((

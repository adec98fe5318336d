// SPDX-License-Identifier: MPL-2.0
//! Product viewer state machine.
//!
//! The viewer is either closed or showing one [`ViewerSession`]. All
//! mutations go through [`ViewerHost`], which owns the only viewer of the
//! application, so two sessions can never be active at once. Transitions
//! requested while closed (or not legal in the current mode) are ignored and
//! logged at debug level.

mod gesture;
mod item;
mod path;
mod scroll;
mod session;

pub use gesture::{
    classify_swipe, PanOffset, PointerTracker, RenderedSize, SwipeDirection, PAN_LIMIT_RATIO,
    SWIPE_THRESHOLD_PX,
};
pub use item::{format_price, split_photo_list, Item, MetadataSlots};
pub use path::{is_remote, resolve_all, resolve_reference, PageDepth, PhotoSource};
pub use scroll::{PageScroll, ScrollLock};
pub use session::ViewerSession;

/// How the viewer is laid out, chosen once at startup.
#[derive(Debug, Clone, Copy, PartialEq, Eq, Default)]
pub enum Presentation {
    /// Modal with a thumbnail strip; no zoom.
    #[default]
    Desktop,
    /// Fullscreen overlay with zoom, pan and swipe.
    Mobile,
}

impl Presentation {
    /// Widths at or below `breakpoint` get the mobile viewer.
    #[must_use]
    pub fn for_width(width: f32, breakpoint: f32) -> Self {
        if width <= breakpoint {
            Self::Mobile
        } else {
            Self::Desktop
        }
    }
}

/// Overlay state.
#[derive(Debug, Clone, PartialEq, Default)]
pub enum ViewerState {
    #[default]
    Closed,
    Open(ViewerSession),
}

/// Owner of the application's single viewer.
#[derive(Debug, Clone, Default)]
pub struct ViewerHost {
    presentation: Presentation,
    state: ViewerState,
    scroll_lock: ScrollLock,
}

impl ViewerHost {
    #[must_use]
    pub fn new(presentation: Presentation) -> Self {
        Self {
            presentation,
            state: ViewerState::Closed,
            scroll_lock: ScrollLock::default(),
        }
    }

    #[must_use]
    pub fn presentation(&self) -> Presentation {
        self.presentation
    }

    #[must_use]
    pub fn state(&self) -> &ViewerState {
        &self.state
    }

    #[must_use]
    pub fn session(&self) -> Option<&ViewerSession> {
        match &self.state {
            ViewerState::Open(session) => Some(session),
            ViewerState::Closed => None,
        }
    }

    #[must_use]
    pub fn is_open(&self) -> bool {
        matches!(self.state, ViewerState::Open(_))
    }

    /// Opens `item`, replacing any open session, and locks page scroll.
    pub fn open(&mut self, item: Item, depth: PageDepth, page: &mut PageScroll) {
        log::debug!("opening viewer for {:?}", item.title);
        self.scroll_lock.acquire(page);
        self.state = ViewerState::Open(ViewerSession::new(item, depth));
    }

    /// Closes the viewer and restores page scroll to its pre-open value.
    pub fn close(&mut self, page: &mut PageScroll) {
        if !self.is_open() {
            log::debug!("close ignored: viewer is closed");
            return;
        }
        self.state = ViewerState::Closed;
        self.scroll_lock.release(page);
    }

    pub fn next(&mut self) {
        if let Some(session) = self.session_mut("next") {
            session.next();
        }
    }

    pub fn previous(&mut self) {
        if let Some(session) = self.session_mut("previous") {
            session.previous();
        }
    }

    pub fn select_thumbnail(&mut self, index: usize) {
        if let Some(session) = self.session_mut("select thumbnail") {
            if !session.select(index) {
                log::debug!("thumbnail {} out of range", index);
            }
        }
    }

    /// Flips zoom. Only the mobile presentation zooms.
    pub fn toggle_zoom(&mut self) {
        if self.presentation != Presentation::Mobile {
            log::debug!("zoom ignored in desktop presentation");
            return;
        }
        if let Some(session) = self.session_mut("toggle zoom") {
            session.toggle_zoom();
        }
    }

    /// Pans a zoomed photo by `(dx, dy)`.
    pub fn pan(&mut self, dx: f32, dy: f32, rendered: RenderedSize) {
        if let Some(session) = self.session_mut("pan") {
            if !session.pan(dx, dy, rendered) {
                log::debug!("pan ignored: photo is not zoomed");
            }
        }
    }

    /// Applies a finished horizontal drag of `dx` pixels (end minus start).
    pub fn swipe(&mut self, dx: f32) {
        let Some(session) = self.session_mut("swipe") else {
            return;
        };
        if session.is_zoomed() {
            log::debug!("swipe ignored: photo is zoomed");
            return;
        }
        match classify_swipe(dx) {
            Some(SwipeDirection::Next) => session.next(),
            Some(SwipeDirection::Previous) => session.previous(),
            None => {}
        }
    }

    pub fn toggle_thumbnails(&mut self) {
        if let Some(session) = self.session_mut("toggle thumbnails") {
            session.toggle_thumbnails();
        }
    }

    fn session_mut(&mut self, transition: &str) -> Option<&mut ViewerSession> {
        match &mut self.state {
            ViewerState::Open(session) => Some(session),
            ViewerState::Closed => {
                log::debug!("{} ignored: viewer is closed", transition);
                None
            }
        }
    }
}
// SPDX-License-Identifier: MPL-2.0
#![doc = r#"
# Design Tokens

Shared visual constants of the gallery: colors, opacity levels, spacing,
component sizes, type scale, radii and shadows.

## Examples

```
use ninart::ui::design_tokens::{opacity, palette, spacing};
use iced::Color;

// Backdrop behind the product viewer
let backdrop = Color {
    a: opacity::BACKDROP,
    ..palette::INK
};

let padding = spacing::MD; // 16px
```
"#]

use iced::Color;

// ============================================================================
// Color Palette
// ============================================================================

pub mod palette {
    use super::Color;

    // Neutrals (gallery walls and ink)
    pub const BLACK: Color = Color::BLACK;
    pub const WHITE: Color = Color::WHITE;
    /// Main text and dark chips, `#1a1a1a`.
    pub const INK: Color = Color::from_rgb(0.102, 0.102, 0.102);
    pub const GRAY_700: Color = Color::from_rgb(0.3, 0.3, 0.3);
    /// Muted text, `#666`.
    pub const GRAY_500: Color = Color::from_rgb(0.4, 0.4, 0.4);
    pub const GRAY_300: Color = Color::from_rgb(0.7, 0.7, 0.7);
    /// Inactive chips, `#e8e8e8`.
    pub const GRAY_100: Color = Color::from_rgb(0.91, 0.91, 0.91);
    /// Page background, warm off-white.
    pub const PAPER: Color = Color::from_rgb(0.98, 0.97, 0.95);

    // Accents
    /// Gold used for prices and the brand mark.
    pub const GOLD_500: Color = Color::from_rgb(0.72, 0.56, 0.29);
    pub const GOLD_300: Color = Color::from_rgb(0.85, 0.74, 0.52);
    /// WhatsApp brand green.
    pub const WHATSAPP_500: Color = Color::from_rgb(0.145, 0.827, 0.4);
    pub const WHATSAPP_700: Color = Color::from_rgb(0.071, 0.549, 0.494);

    // Semantic colors
    pub const SOLD_500: Color = Color::from_rgb(0.78, 0.16, 0.16);
    pub const ERROR_500: Color = Color::from_rgb(0.898, 0.224, 0.208);
    pub const WARNING_500: Color = Color::from_rgb(0.945, 0.651, 0.125);
    pub const SUCCESS_500: Color = Color::from_rgb(0.263, 0.702, 0.404);
    pub const INFO_500: Color = Color::from_rgb(0.392, 0.588, 1.0);
}

// ============================================================================
// Opacity Scale
// ============================================================================

pub mod opacity {
    pub const TRANSPARENT: f32 = 0.0;
    pub const SUBTLE: f32 = 0.2;
    pub const MEDIUM: f32 = 0.5;
    /// Inactive language chips.
    pub const INACTIVE: f32 = 0.7;
    /// Backdrop behind modal overlays.
    pub const BACKDROP: f32 = 0.85;
    pub const OPAQUE: f32 = 1.0;
}

// ============================================================================
// Spacing Scale (8px baseline grid)
// ============================================================================

pub mod spacing {
    pub const XXS: f32 = 4.0;
    pub const XS: f32 = 8.0;
    pub const SM: f32 = 12.0;
    pub const MD: f32 = 16.0;
    pub const LG: f32 = 24.0;
    pub const XL: f32 = 32.0;
    pub const XXL: f32 = 48.0;
}

// ============================================================================
// Sizing Scale
// ============================================================================

pub mod sizing {
    // Catalog cards
    pub const CARD_WIDTH: f32 = 260.0;
    pub const CARD_IMAGE_HEIGHT: f32 = 300.0;
    pub const AVATAR: f32 = 160.0;

    // Viewer
    pub const THUMBNAIL: f32 = 72.0;
    pub const DESKTOP_MODAL_WIDTH: f32 = 980.0;
    pub const DESKTOP_MODAL_HEIGHT: f32 = 620.0;
    pub const DETAILS_WIDTH: f32 = 320.0;
    /// Height of the top bar of the mobile viewer.
    pub const MOBILE_BAR_HEIGHT: f32 = 56.0;

    // Chrome
    pub const NAVBAR_HEIGHT: f32 = 64.0;
    pub const SEARCH_WIDTH: f32 = 240.0;
    pub const PAYMENT_PANEL_WIDTH: f32 = 460.0;
    pub const TOAST_WIDTH: f32 = 320.0;
}

// ============================================================================
// Typography Scale
// ============================================================================

pub mod typography {
    /// Page headings and the brand mark.
    pub const TITLE_LG: f32 = 30.0;

    /// Artwork title in the viewer.
    pub const TITLE_MD: f32 = 22.0;

    /// Section headers.
    pub const TITLE_SM: f32 = 18.0;

    pub const BODY_LG: f32 = 16.0;

    pub const BODY: f32 = 14.0;

    /// Card captions and metadata labels.
    pub const CAPTION: f32 = 12.0;
}

// ============================================================================
// Border Radius Scale
// ============================================================================

pub mod radius {
    pub const NONE: f32 = 0.0;
    pub const SM: f32 = 4.0;
    pub const MD: f32 = 8.0;
    pub const LG: f32 = 12.0;
    pub const FULL: f32 = 9999.0;
}

// ============================================================================
// Shadow Definitions
// ============================================================================

pub mod shadow {
    use super::palette;
    use iced::{Color, Shadow, Vector};

    pub const NONE: Shadow = Shadow {
        color: palette::BLACK,
        offset: Vector::ZERO,
        blur_radius: 0.0,
    };

    pub const CARD: Shadow = Shadow {
        color: Color::from_rgba(0.0, 0.0, 0.0, 0.12),
        offset: Vector { x: 0.0, y: 2.0 },
        blur_radius: 8.0,
    };

    pub const MODAL: Shadow = Shadow {
        color: Color::from_rgba(0.0, 0.0, 0.0, 0.35),
        offset: Vector { x: 0.0, y: 8.0 },
        blur_radius: 24.0,
    };
}

// ============================================================================
// Compile-time Validation
// ============================================================================

const _: () = {
    assert!(spacing::XS > 0.0);
    assert!(spacing::SM > spacing::XS);
    assert!(spacing::MD > spacing::SM);
    assert!(spacing::LG > spacing::MD);

    assert!(opacity::TRANSPARENT == 0.0);
    assert!(opacity::OPAQUE == 1.0);
    assert!(opacity::BACKDROP > opacity::MEDIUM && opacity::BACKDROP < 1.0);

    assert!(sizing::DETAILS_WIDTH < sizing::DESKTOP_MODAL_WIDTH);
    assert!(sizing::THUMBNAIL < sizing::CARD_IMAGE_HEIGHT);

    assert!(typography::TITLE_LG > typography::TITLE_MD);
    assert!(typography::TITLE_MD > typography::TITLE_SM);
    assert!(typography::TITLE_SM > typography::BODY_LG);
    assert!(typography::BODY > typography::CAPTION);
};

#[cfg(test)]
mod tests {
    use super::*;

    #[test]
    fn spacing_scale_is_consistent() {
        assert_eq!(spacing::MD, spacing::XS * 2.0);
        assert_eq!(spacing::LG, spacing::MD * 1.5);
    }

    #[test]
    fn sold_badge_stands_out_from_prices() {
        assert_ne!(palette::SOLD_500, palette::GOLD_500);
        assert!(palette::SOLD_500.r > palette::SOLD_500.g);
    }
}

))

* **PROBLEM REQUIREMENTS**: From the first line of the listing above to the line with "pub fn new(presentation: Presentation)", please transcribe each line exactly, both ends included, and nothing beyond that.

* **TASK ANSWER**:
repository adec98fe5318336d
// SPDX-License-Identifier: MPL-2.0
//! Product viewer state machine.
//!
//! The viewer is either closed or showing one [`ViewerSession`]. All
//! mutations go through [`ViewerHost`], which owns the only viewer of the
//! application, so two sessions can never be active at once. Transitions
//! requested while closed (or not legal in the current mode) are ignored and
//! logged at debug level.

mod gesture;
mod item;
mod path;
mod scroll;
mod session;

pub use gesture::{
    classify_swipe, PanOffset, PointerTracker, RenderedSize, SwipeDirection, PAN_LIMIT_RATIO,
    SWIPE_THRESHOLD_PX,
};
pub use item::{format_price, split_photo_list, Item, MetadataSlots};
pub use path::{is_remote, resolve_all, resolve_reference, PageDepth, PhotoSource};
pub use scroll::{PageScroll, ScrollLock};
pub use session::ViewerSession;

/// How the viewer is laid out, chosen once at startup.
#[derive(Debug, Clone, Copy, PartialEq, Eq, Default)]
pub enum Presentation {
    /// Modal with a thumbnail strip; no zoom.
    #[default]
    Desktop,
    /// Fullscreen overlay with zoom, pan and swipe.
    Mobile,
}

impl Presentation {
    /// Widths at or below `breakpoint` get the mobile viewer.
    #[must_use]
    pub fn for_width(width: f32, breakpoint: f32) -> Self {
        if width <= breakpoint {
            Self::Mobile
        } else {
            Self::Desktop
        }
    }
}

/// Overlay state.
#[derive(Debug, Clone, PartialEq, Default)]
pub enum ViewerState {
    #[default]
    Closed,
    Open(ViewerSession),
}

/// Owner of the application's single viewer.
#[derive(Debug, Clone, Default)]
pub struct ViewerHost {
    presentation: Presentation,
    state: ViewerState,
    scroll_lock: ScrollLock,
}

impl ViewerHost {
    #[must_use]
    pub fn new(presentation: Presentation) -> Self {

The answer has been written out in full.